Following @James_Savage tutorial I tried to see whether or not I can recover my parameters:

```
library(tidyverse)
library(rstan)
set.seed(9782)
I <- 50; N <- 100 ; omega <- 0.8 ; kappa <- 10
a <- omega*(kappa-2)+1
b <- (1-omega)*(kappa-2)+1
raw_pre_test <- rbeta(N,a,b)*200+650
raw_score <- rbeta(N,a,b)*200+650
# Compile the stan code ---------------------------------------------------
compiled_model <- stan_model("beta.stan")
# First run ---------------------------------------------------------------
sim_out <- sampling(compiled_model, data = list(run_estimation = 0,
N = N,
I = I,
ii = rep(1:I,2),
raw_pre_test = raw_pre_test,
raw_score = raw_score,
nu_mean = 1,
nu_sigma = 0.5,
mu_mean = 0,
mu_sigma = 1,
sigma_student_sigma = 0.1),
seed = 42118)
fake_data_matrix <- sim_out %>%
as.data.frame %>%
select(contains("score_sim"))
# Can I recover the parameters? -------------------------------------------
draw <- 21
score_sim <- extract(sim_out, pars = "score_sim")[[1]][draw,]
true_nu <- extract(sim_out, pars = "nu")[[1]][draw]
true_kappa <- extract(sim_out, pars = "kappa")[[1]][draw,]
true_student <- extract(sim_out, pars = "student")[[1]][draw,]
# Now estimate the model with this "true" data, to see that we can estimate the known parameters
recapture_fit <- sampling(compiled_model, data = list(run_estimation = 1,
N = N,
I = I,
ii = rep(1:I,2),
raw_pre_test = raw_pre_test,
raw_score = score_sim,
nu_mean = 1,
nu_sigma = 0.5,
mu_mean = 0,
mu_sigma = 1,
sigma_student_sigma = 0.1),
seed = 42118)
## Nu?
nu <- as.data.frame(recapture_fit, pars = "nu")
ggplot(data = nu, aes(x = nu)) +
geom_density() + geom_vline(aes(xintercept = true_nu), color="red")
```

**Based on this plot, should I conclude that the model succeded at recovering **`nu`

? If not, does anyone have any recommendation about what to do next?
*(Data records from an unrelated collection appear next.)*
//! Who may do what to whom.
//!
//! [`can_perform`] is pure so the matrix is testable on its own; handlers
//! resolve the caller's [`Relation`] to the target and ask it.

use std::collections::HashSet;

use actix_web::error::ErrorForbidden;
use sea_orm::{ConnectionTrait, EntityTrait as _};

use crate::{
    entity::{prelude::*, sea_orm_active_enums::RoleType, user},
    error::{PayrollError, Result},
};

/// How the caller stands to the target of an operation
#[derive(Debug, Clone, Copy, PartialEq, Eq, Hash)]
pub enum Relation {
    Oneself,
    DirectReport,
    Other,
    /// Operations without a single employee as target
    Organization,
}

#[derive(Debug, Clone, Copy, PartialEq, Eq, Hash)]
pub enum Operation {
    ViewPayroll,
    AssignCommissions,
    ManagePeriods,
    RunBatch,
    ViewReports,
    ExportReports,
}

const ALL: [Operation; 6] = [
    Operation::ViewPayroll,
    Operation::AssignCommissions,
    Operation::ManagePeriods,
    Operation::RunBatch,
    Operation::ViewReports,
    Operation::ExportReports,
];

pub fn can_perform(role: RoleType, relation: Relation) -> HashSet<Operation> {
    use Operation::*;

    let allowed: &[Operation] = match (role, relation) {
        (RoleType::Admin, _) => &ALL,
        (RoleType::Manager, Relation::Oneself) => &[ViewPayroll],
        (RoleType::Manager, Relation::DirectReport) => &[ViewPayroll, AssignCommissions, ExportReports],
        (RoleType::Manager, Relation::Organization) => &[ViewReports, ExportReports],
        (RoleType::Employee, Relation::Oneself) => &[ViewPayroll],
        (RoleType::Manager | RoleType::Employee, _) => &[],
    };

    allowed.iter().copied().collect()
}

/// Resolves how `user` stands to the employee `employee_id`
pub async fn relation_to(db: &impl ConnectionTrait, user: &user::Model, employee_id: &str) -> Result<Relation> {
    let Some(own_id) = user.employee_id.as_deref() else {
        return Ok(Relation::Other);
    };

    if own_id == employee_id {
        return Ok(Relation::Oneself);
    }

    let target = Employee::find_by_id(employee_id)
        .one(db).await?
        .ok_or_else(|| PayrollError::not_found("employee", employee_id))?;

    Ok(match target.manager_id.as_deref() {
        Some(manager_id) if manager_id == own_id => Relation::DirectReport,
        _ => Relation::Other,
    })
}

pub fn require(user: &user::Model, relation: Relation, operation: Operation) -> actix_web::Result<()> {
    if can_perform(user.role, relation).contains(&operation) {
        Ok(())
    } else {
        Err(ErrorForbidden("forbidden"))
    }
}

/// Checks `operation` against the employee `employee_id`
pub async fn require_for(db: &impl ConnectionTrait, user: &user::Model, employee_id: &str, operation: Operation) -> actix_web::Result<()> {
    // Admins reach every employee, skip the lookup
    let relation = match user.role {
        RoleType::Admin => Relation::Other,
        _ => relation_to(db, user, employee_id).await?,
    };

    require(user, relation, operation)
}
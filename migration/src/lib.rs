pub use sea_orm_migration::prelude::*;

mod util;
mod m20250613_083042_init;
mod m20250615_063806_seed_admin;

pub struct Migrator;

#[async_trait::async_trait]
impl MigratorTrait for Migrator {
    fn migrations() -> Vec<Box<dyn MigrationTrait>> {
        vec![
            Box::new(m20250613_083042_init::Migration),
            Box::new(m20250615_063806_seed_admin::Migration),
        ]
    }
}
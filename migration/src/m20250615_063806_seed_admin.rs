use sea_orm_migration::{prelude::*, sea_orm::DbBackend};
use sha2::Digest as _;

use crate::m20250613_083042_init::User;

const ADMIN_ID: &str = "admin";

#[derive(DeriveMigrationName)]
pub struct Migration;

#[async_trait::async_trait]
impl MigrationTrait for Migration {
    async fn up(&self, manager: &SchemaManager) -> Result<(), DbErr> {
        let time: SimpleExpr = match manager.get_database_backend() {
            DbBackend::Postgres => Expr::val("2025-06-15T06:58:41.474Z").cast_as("timestamptz"),
            _ => Expr::val("2025-06-15 06:58:41.474+00:00").into(),
        };

        // Password is hashed as `password:username`, same as the login route
        let hashed_password = &sha2::Sha256::digest("admin:admin")[..];

        manager
            .exec_stmt(Query::insert()
                .into_table(User::Table)
                .columns(["id", "created_at", "updated_at", "username", "password", "role"])
                .values_panic([ADMIN_ID.into(), time.clone(), time, "admin".into(), hashed_password.into(), "admin".into()])
                .to_owned()
        ).await?;

        Ok(())
    }

    async fn down(&self, manager: &SchemaManager) -> Result<(), DbErr> {
        manager
            .exec_stmt(Query::delete()
                .from_table(User::Table)
                .and_where(Expr::col("id").eq(ADMIN_ID))
                .to_owned()
        ).await?;

        Ok(())
    }
}
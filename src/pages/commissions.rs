use actix_web::{get, post, web, HttpResponse, Responder};
use sea_orm::DatabaseConnection;
use serde::{Deserialize, Serialize};

use crate::{
    entity::user,
    payroll::{assignment, ledger::{self, NewActivity, UnassignedFilter}},
    policy::{self, Operation, Relation},
};

pub(super) fn config(cfg: &mut web::ServiceConfig) {
    cfg
        .service(list_unassigned)
        .service(record_activity)
        .service(reassign_activity);
}

#[derive(Debug, Serialize, Deserialize)]
#[serde(rename_all = "camelCase")]
struct Reassign {
    pay_period_id: String,
}

/// Unpaid commissions. Filtering by employee narrows the check to that employee.
#[get("/unassigned")]
async fn list_unassigned(db: web::Data<DatabaseConnection>, user: user::Model, filter: web::Query<UnassignedFilter>) -> actix_web::Result<impl Responder> {
    match &filter.employee_id {
        Some(employee_id) => policy::require_for(db.get_ref(), &user, employee_id, Operation::ViewPayroll).await?,
        None => policy::require(&user, Relation::Organization, Operation::AssignCommissions)?,
    }

    Ok(web::Json(ledger::list_unassigned(db.get_ref(), &filter).await?))
}

#[post("")]
async fn record_activity(db: web::Data<DatabaseConnection>, user: user::Model, payload: web::Json<NewActivity>) -> actix_web::Result<impl Responder> {
    policy::require(&user, Relation::Organization, Operation::ManagePeriods)?;

    let activity = ledger::record_activity(db.get_ref(), payload.into_inner()).await?;

    Ok(
        HttpResponse::Created()
            .json(web::Json(activity))
    )
}

#[post("/{activity_id}/reassign")]
async fn reassign_activity(
    db: web::Data<DatabaseConnection>,
    user: user::Model,
    activity_id: web::Path<String>,
    payload: web::Json<Reassign>,
) -> actix_web::Result<impl Responder> {
    policy::require(&user, Relation::Organization, Operation::ManagePeriods)?;

    Ok(web::Json(assignment::reassign(db.get_ref(), &activity_id, &payload.pay_period_id).await?))
}
//! `SeaORM` entities, kept in step with the `migration` crate.

pub mod prelude;

pub mod activity;
pub mod bonus_record;
pub mod employee;
pub mod facility;
pub mod fixed_pay;
pub mod pay_period;
pub mod rental_stat;
pub mod sea_orm_active_enums;
pub mod user;
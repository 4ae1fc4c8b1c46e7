//! Pay period registry.
//!
//! Periods never overlap and only move forward, `draft -> committed -> paid`.
//! Every transition is a compare-and-set on `(id, version)`, so two callers
//! racing on the same period cannot both win.

use chrono::{Local, NaiveDate};
use sea_orm::{
    prelude::Expr, ActiveModelTrait as _, ActiveValue::Set, ColumnTrait as _, DatabaseConnection,
    EntityTrait as _, QueryFilter as _, QueryOrder as _, TransactionTrait as _,
};
use serde::Deserialize;
use tracing::{debug, info};

use crate::{
    entity::{pay_period, prelude::*, sea_orm_active_enums::PayPeriodStatus},
    error::{PayrollError, Result},
};

#[derive(Debug, Default, Clone, Deserialize)]
pub struct PeriodFilter {
    /// Only periods that have already started on this day
    pub started_by: Option<NaiveDate>,
}

pub async fn find(db: &impl sea_orm::ConnectionTrait, period_id: &str) -> Result<pay_period::Model> {
    PayPeriod::find_by_id(period_id)
        .one(db).await?
        .ok_or_else(|| PayrollError::not_found("pay period", period_id))
}

pub async fn create_period(db: &DatabaseConnection, start: NaiveDate, end: NaiveDate) -> Result<pay_period::Model> {
    if end < start {
        return Err(PayrollError::Validation(format!("period ends ({end}) before it starts ({start})")));
    }

    let txn = db.begin().await?;

    let existing = PayPeriod::find()
        .filter(pay_period::Column::StartDate.lte(end))
        .filter(pay_period::Column::EndDate.gte(start))
        .one(&txn).await?;

    if let Some(existing) = existing {
        return Err(PayrollError::Overlap { start, end, existing: existing.id });
    }

    // Start dates are unique because periods never overlap
    let period = pay_period::ActiveModel {
        id: Set(format!("PP-{}", start.format("%Y-%m-%d"))),
        created_at: Set(Local::now().fixed_offset()),
        updated_at: Set(Local::now().fixed_offset()),
        start_date: Set(start),
        end_date: Set(end),
        status: Set(PayPeriodStatus::Draft),
        resume_status: Set(None),
        version: Set(0),
    }
    .insert(&txn).await?;

    txn.commit().await?;

    info!(period_id = %period.id, %start, %end, "Pay period created");

    Ok(period)
}

/// Periods ordered by start date, newest first
pub async fn list(db: &DatabaseConnection, filter: &PeriodFilter) -> Result<Vec<pay_period::Model>> {
    let mut query = PayPeriod::find()
        .order_by_desc(pay_period::Column::StartDate);

    if let Some(day) = filter.started_by {
        query = query.filter(pay_period::Column::StartDate.lte(day));
    }

    Ok(query.all(db).await?)
}

/// The period covering `today`, resolved once per request and handed down
pub async fn resolve_current(db: &DatabaseConnection, today: NaiveDate) -> Result<Option<pay_period::Model>> {
    Ok(PayPeriod::find()
        .filter(pay_period::Column::StartDate.lte(today))
        .filter(pay_period::Column::EndDate.gte(today))
        .one(db).await?)
}

pub async fn commit(db: &DatabaseConnection, period_id: &str) -> Result<pay_period::Model> {
    transition(db, period_id, &[PayPeriodStatus::Draft], "draft", |_| {
        (PayPeriodStatus::Committed, None)
    }).await
}

/// After this the period is frozen, assignments into or out of it are refused.
pub async fn mark_paid(db: &DatabaseConnection, period_id: &str) -> Result<pay_period::Model> {
    transition(db, period_id, &[PayPeriodStatus::Committed], "committed", |_| {
        (PayPeriodStatus::Paid, None)
    }).await
}

pub async fn begin_processing(db: &DatabaseConnection, period_id: &str) -> Result<pay_period::Model> {
    transition(db, period_id, &[PayPeriodStatus::Draft, PayPeriodStatus::Committed], "draft or committed", |period| {
        (PayPeriodStatus::Processing, Some(period.status))
    }).await
}

pub async fn finish_processing(db: &DatabaseConnection, period_id: &str) -> Result<pay_period::Model> {
    transition(db, period_id, &[PayPeriodStatus::Processing], "processing", |period| {
        (period.resume_status.unwrap_or(PayPeriodStatus::Draft), None)
    }).await
}

async fn transition(
    db: &DatabaseConnection,
    period_id: &str,
    from: &[PayPeriodStatus],
    expected: &'static str,
    next: impl FnOnce(&pay_period::Model) -> (PayPeriodStatus, Option<PayPeriodStatus>),
) -> Result<pay_period::Model> {
    let period = find(db, period_id).await?;

    if !from.contains(&period.status) {
        return Err(PayrollError::State { period_id: period.id, actual: period.status, expected });
    }

    let (status, resume_status) = next(&period);
    let now = Local::now().fixed_offset();

    let res = PayPeriod::update_many()
        .col_expr(pay_period::Column::Status, Expr::value(status))
        .col_expr(pay_period::Column::ResumeStatus, Expr::value(resume_status))
        .col_expr(pay_period::Column::Version, Expr::col(pay_period::Column::Version).add(1))
        .col_expr(pay_period::Column::UpdatedAt, Expr::value(now))
        .filter(pay_period::Column::Id.eq(period.id.as_str()))
        .filter(pay_period::Column::Version.eq(period.version))
        .exec(db).await?;

    if res.rows_affected == 0 {
        debug!(period_id = %period.id, version = period.version, "Lost pay period transition race");
        return Err(PayrollError::ConcurrencyConflict { entity: "pay period", id: period.id });
    }

    info!(period_id = %period.id, from = ?period.status, to = ?status, "Pay period transitioned");

    Ok(pay_period::Model {
        status,
        resume_status,
        version: period.version + 1,
        updated_at: now,
        ..period
    })
}
//! Background bulk operations over a pay period.
//!
//! Operations live in memory and are polled by id. Each employee is one item;
//! an item failing is recorded and the batch moves on. Cancelling stops new
//! items from being dispatched, items already done stay done.

use std::{
    collections::HashMap,
    future::{self, Future},
    sync::{
        atomic::{AtomicBool, Ordering},
        Arc, PoisonError, RwLock,
    },
};

use actix_web::web;
use chrono::{DateTime, FixedOffset, Local, TimeDelta};
use futures_util::{stream, StreamExt as _};
use sea_orm::{DatabaseConnection, EntityTrait as _, QueryOrder as _, QuerySelect as _};
use serde::{Deserialize, Serialize};
use tracing::{debug, error, info, instrument, warn};
use uuid::Uuid;

use crate::{
    consts,
    entity::{employee, pay_period, prelude::*, sea_orm_active_enums::PayPeriodStatus},
    error::{PayrollError, Result},
    payroll::{aggregate::{self, PayrollRecord}, bonus, period},
    utils,
};

#[derive(Debug, Clone, Copy, PartialEq, Eq, Serialize, Deserialize)]
#[serde(rename_all = "snake_case")]
pub enum BatchType {
    /// Re-derive and record bonuses for every month the period touches
    Recalculate,
    /// Aggregate everyone, then commit the period
    Approve,
    /// Aggregate everyone without touching the period
    Export,
    /// Aggregate everyone, then mark the committed period paid
    Process,
}

#[derive(Debug, Clone, Copy, PartialEq, Eq, Serialize, Deserialize)]
#[serde(rename_all = "snake_case")]
pub enum BatchStatus {
    Pending,
    Running,
    Completed,
    Failed,
}

impl BatchStatus {
    pub fn as_str(self) -> &'static str {
        match self {
            BatchStatus::Pending => "pending",
            BatchStatus::Running => "running",
            BatchStatus::Completed => "completed",
            BatchStatus::Failed => "failed",
        }
    }
}

#[derive(Debug, Clone, Copy, PartialEq)]
pub struct BatchSettings {
    pub concurrency: usize,
    /// Fraction of failed items above which the whole batch fails
    pub failure_threshold: f64,
    /// Finished operations older than this are forgotten
    pub retention: TimeDelta,
    /// Most finished operations kept, oldest dropped first
    pub max_finished: usize,
}

impl Default for BatchSettings {
    fn default() -> Self {
        Self {
            concurrency: consts::DEFAULT_BATCH_CONCURRENCY,
            failure_threshold: consts::DEFAULT_BATCH_FAILURE_THRESHOLD,
            retention: TimeDelta::seconds(consts::DEFAULT_BATCH_RETENTION_SECS),
            max_finished: consts::DEFAULT_BATCH_MAX_FINISHED,
        }
    }
}

#[derive(Debug, Clone, Deserialize)]
#[serde(rename_all = "camelCase")]
pub struct BatchRequest {
    #[serde(rename = "type")]
    pub operation_type: BatchType,
    pub pay_period_id: String,
    /// Every employee when absent
    pub employee_ids: Option<Vec<String>>,
}

#[derive(Debug, Clone, PartialEq, Serialize)]
#[serde(rename_all = "camelCase")]
pub struct ItemError {
    pub employee_id: String,
    pub message: String,
}

#[derive(Debug, Clone, PartialEq, Serialize)]
#[serde(rename_all = "camelCase")]
pub struct BatchOperation {
    pub operation_id: Uuid,
    #[serde(rename = "type")]
    pub operation_type: BatchType,
    pub pay_period_id: String,
    pub status: BatchStatus,
    pub employee_count: usize,
    pub processed: usize,
    pub succeeded: usize,
    /// 0 to 100
    pub progress: u8,
    pub errors: Vec<ItemError>,
    pub cancelled: bool,
    /// Why the batch as a whole failed
    pub failure: Option<String>,
    /// Export output, ordered by employee
    #[serde(skip_serializing_if = "Vec::is_empty")]
    pub records: Vec<PayrollRecord>,
    pub created_at: DateTime<FixedOffset>,
    pub finished_at: Option<DateTime<FixedOffset>>,
}

struct Tracked {
    operation: BatchOperation,
    cancel: Arc<AtomicBool>,
}

#[derive(Clone)]
pub struct BatchOrchestrator {
    db: web::Data<DatabaseConnection>,
    settings: BatchSettings,
    operations: Arc<RwLock<HashMap<Uuid, Tracked>>>,
}

impl BatchOrchestrator {
    pub fn new(db: web::Data<DatabaseConnection>, settings: BatchSettings) -> Self {
        Self {
            db,
            settings,
            operations: Arc::default(),
        }
    }

    /// Registers the operation and runs it in the background.
    pub async fn start(&self, request: BatchRequest) -> Result<BatchOperation> {
        let period = period::find(self.db.get_ref(), &request.pay_period_id).await?;

        let employee_ids = match request.employee_ids {
            Some(mut ids) => {
                ids.sort();
                ids.dedup();
                ids
            },
            None => Employee::find()
                .select_only()
                .column(employee::Column::Id)
                .order_by_asc(employee::Column::Id)
                .into_tuple::<String>()
                .all(self.db.get_ref()).await?,
        };

        let operation = BatchOperation {
            operation_id: Uuid::new_v4(),
            operation_type: request.operation_type,
            pay_period_id: period.id.clone(),
            status: BatchStatus::Pending,
            employee_count: employee_ids.len(),
            processed: 0,
            succeeded: 0,
            progress: 0,
            errors: Vec::new(),
            cancelled: false,
            failure: None,
            records: Vec::new(),
            created_at: Local::now().fixed_offset(),
            finished_at: None,
        };

        let cancel = Arc::new(AtomicBool::new(false));
        let mut operations = self.write();
        evict_finished(&mut operations, &self.settings, operation.created_at);
        operations.insert(operation.operation_id, Tracked { operation: operation.clone(), cancel: cancel.clone() });
        drop(operations);

        info!(operation_id = %operation.operation_id, operation_type = ?operation.operation_type, period_id = %period.id, employees = employee_ids.len(), "Batch operation queued");

        let this = self.clone();
        let operation_id = operation.operation_id;
        actix_web::rt::spawn(async move {
            this.run(operation_id, request.operation_type, period, employee_ids, cancel).await;
        });

        Ok(operation)
    }

    pub fn get(&self, operation_id: Uuid) -> Result<BatchOperation> {
        self.read()
            .get(&operation_id)
            .map(|tracked| tracked.operation.clone())
            .ok_or_else(|| PayrollError::not_found("batch operation", operation_id.to_string()))
    }

    /// Only a running operation can be cancelled.
    pub fn cancel(&self, operation_id: Uuid) -> Result<BatchOperation> {
        let mut operations = self.write();

        let tracked = operations.get_mut(&operation_id)
            .ok_or_else(|| PayrollError::not_found("batch operation", operation_id.to_string()))?;

        if tracked.operation.status != BatchStatus::Running {
            return Err(PayrollError::NotCancellable { operation_id, status: tracked.operation.status.as_str() });
        }

        tracked.cancel.store(true, Ordering::SeqCst);
        tracked.operation.cancelled = true;

        info!(%operation_id, "Batch operation cancelled");

        Ok(tracked.operation.clone())
    }

    #[instrument(skip(self, period, employee_ids, cancel), fields(period_id = %period.id))]
    async fn run(&self, operation_id: Uuid, operation_type: BatchType, period: pay_period::Model, employee_ids: Vec<String>, cancel: Arc<AtomicBool>) {
        self.update(operation_id, |op| op.status = BatchStatus::Running);

        if let Err(err) = self.prepare(operation_type, &period).await {
            error!(%operation_id, %err, "Batch operation could not start");
            self.finish(operation_id, Some(err.to_string()));
            return;
        }

        let db = self.db.get_ref();
        let period_ref = &period;
        dispatch(employee_ids, self.settings.concurrency, &cancel, |employee_id| async move {
            let result = process_item(db, operation_type, &employee_id, period_ref).await;
            (employee_id, result)
        }, |employee_id, result| {
            self.update(operation_id, |op| record_item(op, employee_id, result));
        }).await;

        let failure = match self.conclude(operation_id, operation_type, &period).await {
            Ok(()) => None,
            Err(err) => {
                error!(%operation_id, %err, "Batch operation could not conclude");
                Some(err.to_string())
            },
        };

        self.finish(operation_id, failure);
    }

    /// Checks the period can take this operation and parks it in `processing`
    async fn prepare(&self, operation_type: BatchType, period: &pay_period::Model) -> Result<()> {
        let expected = match operation_type {
            BatchType::Export => return Ok(()),
            BatchType::Recalculate | BatchType::Approve => (PayPeriodStatus::Draft, "draft"),
            BatchType::Process => (PayPeriodStatus::Committed, "committed"),
        };

        let current = period::find(self.db.get_ref(), &period.id).await?;
        if current.status != expected.0 {
            return Err(PayrollError::State { period_id: current.id, actual: current.status, expected: expected.1 });
        }

        period::begin_processing(self.db.get_ref(), &period.id).await?;

        Ok(())
    }

    /// Releases the period and applies the final transition when every item succeeded
    async fn conclude(&self, operation_id: Uuid, operation_type: BatchType, period: &pay_period::Model) -> Result<()> {
        if operation_type == BatchType::Export {
            return Ok(());
        }

        if let Err(err) = period::finish_processing(self.db.get_ref(), &period.id).await {
            error!(%operation_id, period_id = %period.id, %err, "Period left in processing, release it by hand");
            return Err(err);
        }

        let operation = self.get(operation_id)?;
        if !operation.errors.is_empty() || operation.cancelled {
            return Ok(());
        }

        match operation_type {
            BatchType::Approve => { period::commit(self.db.get_ref(), &period.id).await?; },
            BatchType::Process => { period::mark_paid(self.db.get_ref(), &period.id).await?; },
            BatchType::Recalculate | BatchType::Export => {},
        }

        Ok(())
    }

    fn finish(&self, operation_id: Uuid, failure: Option<String>) {
        let threshold = self.settings.failure_threshold;

        self.update(operation_id, |op| {
            op.records.sort_by(|a, b| a.employee_id.cmp(&b.employee_id));
            op.finished_at = Some(Local::now().fixed_offset());

            let failed = op.errors.len();
            let total = op.employee_count;
            let over_threshold = total > 0 && failed as f64 / total as f64 > threshold;

            op.failure = failure.or_else(|| over_threshold.then(|| {
                PayrollError::PartialBatchFailure { failed, total }.to_string()
            }));
            op.status = if op.failure.is_some() { BatchStatus::Failed } else { BatchStatus::Completed };

            info!(operation_id = %op.operation_id, status = op.status.as_str(), succeeded = op.succeeded, failed, cancelled = op.cancelled, "Batch operation finished");
        });
    }

    fn update(&self, operation_id: Uuid, f: impl FnOnce(&mut BatchOperation)) {
        if let Some(tracked) = self.write().get_mut(&operation_id) {
            f(&mut tracked.operation);
        }
    }

    fn read(&self) -> std::sync::RwLockReadGuard<'_, HashMap<Uuid, Tracked>> {
        self.operations.read().unwrap_or_else(PoisonError::into_inner)
    }

    fn write(&self) -> std::sync::RwLockWriteGuard<'_, HashMap<Uuid, Tracked>> {
        self.operations.write().unwrap_or_else(PoisonError::into_inner)
    }
}

/// Drops finished operations past retention, then the oldest beyond the cap.
/// Pending and running operations are never dropped.
fn evict_finished(operations: &mut HashMap<Uuid, Tracked>, settings: &BatchSettings, now: DateTime<FixedOffset>) {
    let before = operations.len();

    operations.retain(|_, tracked| match tracked.operation.finished_at {
        Some(finished_at) => now - finished_at < settings.retention,
        None => true,
    });

    let mut finished = operations.values()
        .filter_map(|tracked| tracked.operation.finished_at.map(|at| (at, tracked.operation.operation_id)))
        .collect::<Vec<_>>();

    if finished.len() > settings.max_finished {
        finished.sort();
        let excess = finished.len() - settings.max_finished;
        for (_, operation_id) in &finished[..excess] {
            operations.remove(operation_id);
        }
    }

    let evicted = before - operations.len();
    if evicted > 0 {
        debug!(evicted, kept = operations.len(), "Evicted finished batch operations");
    }
}

fn record_item(op: &mut BatchOperation, employee_id: String, result: Result<Option<PayrollRecord>>) {
    op.processed += 1;

    match result {
        Ok(record) => {
            op.succeeded += 1;
            op.records.extend(record);
        },
        Err(err) => {
            warn!(operation_id = %op.operation_id, %employee_id, %err, "Batch item failed");
            op.errors.push(ItemError { employee_id, message: err.to_string() });
        },
    }

    op.progress = match op.employee_count {
        0 => 100,
        total => (op.processed * 100 / total).min(100) as u8,
    };
}

/// Runs `work` over `items` with at most `concurrency` in flight, checking
/// `cancel` before each new item.
async fn dispatch<T, Fut>(
    items: Vec<String>,
    concurrency: usize,
    cancel: &AtomicBool,
    work: impl FnMut(String) -> Fut,
    mut done: impl FnMut(String, T),
) where
    Fut: Future<Output = (String, T)>,
{
    let mut results = stream::iter(items)
        .take_while(|_| future::ready(!cancel.load(Ordering::SeqCst)))
        .map(work)
        .buffer_unordered(concurrency.max(1));

    while let Some((item, result)) = results.next().await {
        done(item, result);
    }
}

async fn process_item(db: &DatabaseConnection, operation_type: BatchType, employee_id: &str, period: &pay_period::Model) -> Result<Option<PayrollRecord>> {
    match operation_type {
        BatchType::Recalculate => {
            recalculate(db, employee_id, period).await?;
            Ok(None)
        },
        BatchType::Export => Ok(Some(aggregate::aggregate(db, employee_id, period).await?)),
        BatchType::Approve | BatchType::Process => {
            aggregate::aggregate(db, employee_id, period).await?;
            Ok(None)
        },
    }
}

async fn recalculate(db: &DatabaseConnection, employee_id: &str, period: &pay_period::Model) -> Result<()> {
    let employee = Employee::find_by_id(employee_id)
        .one(db).await?
        .ok_or_else(|| PayrollError::not_found("employee", employee_id))?;

    let facility_id = employee.facility_id
        .ok_or_else(|| PayrollError::Validation(format!("employee `{employee_id}` has no facility")))?;

    for month in utils::months_between(period.start_date, period.end_date) {
        let snapshot = bonus::performance_snapshot(db, employee_id, &facility_id, month).await?;
        bonus::record_bonuses(db, &bonus::calculate(employee_id, &facility_id, &snapshot)).await?;
    }

    Ok(())
}
use actix_web::web;

mod auth;
mod batch;
mod commissions;
mod periods;
mod reports;

pub fn config(cfg: &mut web::ServiceConfig) {
    cfg
        .service(web::scope("/auth")
            .configure(auth::config))
        .service(web::scope("/periods")
            .configure(periods::config))
        .service(web::scope("/commissions")
            .configure(commissions::config))
        .service(web::scope("/batch")
            .configure(batch::config))
        .service(web::scope("/reports")
            .configure(reports::config));
}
I also tried to recover the students’ random effects:

```
students <- as.data.frame(recapture_fit, pars = "student")
colnames(students) <- c(1:I)
students <- students %>%
gather("student", "effect", factor_key = T) %>%
inner_join(data.frame(student=as.factor(1:I), true_student=true_student), by = "student")
ggplot(data = students, aes(x = effect)) +
geom_density() + geom_vline(aes(xintercept = true_student), color = "red") +
facet_wrap( ~ student)
```

and the scores:

```
scores <- as.data.frame(recapture_fit, pars = "score_sim")
colnames(scores) <- c(1:N)
scores <- scores %>%
gather("N", "score", factor_key = T) %>%
inner_join(data.frame(N=as.factor(1:N), true_score=score_sim), by = "N")
ggplot(data = scores, aes(x = score)) +
geom_density() + geom_vline(aes(xintercept = true_score)) +
facet_wrap( ~ N)
```

Finally, I checked whether or not the 50% credible interval covers 50 of the true values:

```
credible_intervals <- scores %>% group_by(N) %>% summarise(lb = quantile(score, probs = c(0.25)),
ub = quantile(score, probs = c(0.75))) %>%
inner_join(data.frame(N=as.factor(1:N), true_score=score_sim), by = "N") %>%
mutate(inside = case_when(true_score >= lb & true_score<=ub ~ 1,
TRUE ~ 0))
mean(credible_intervals$inside)
[1] 0.54
```

Thoughts? Should I check if i can fit real data using this model, or should I stay away from real data while i’m building the model?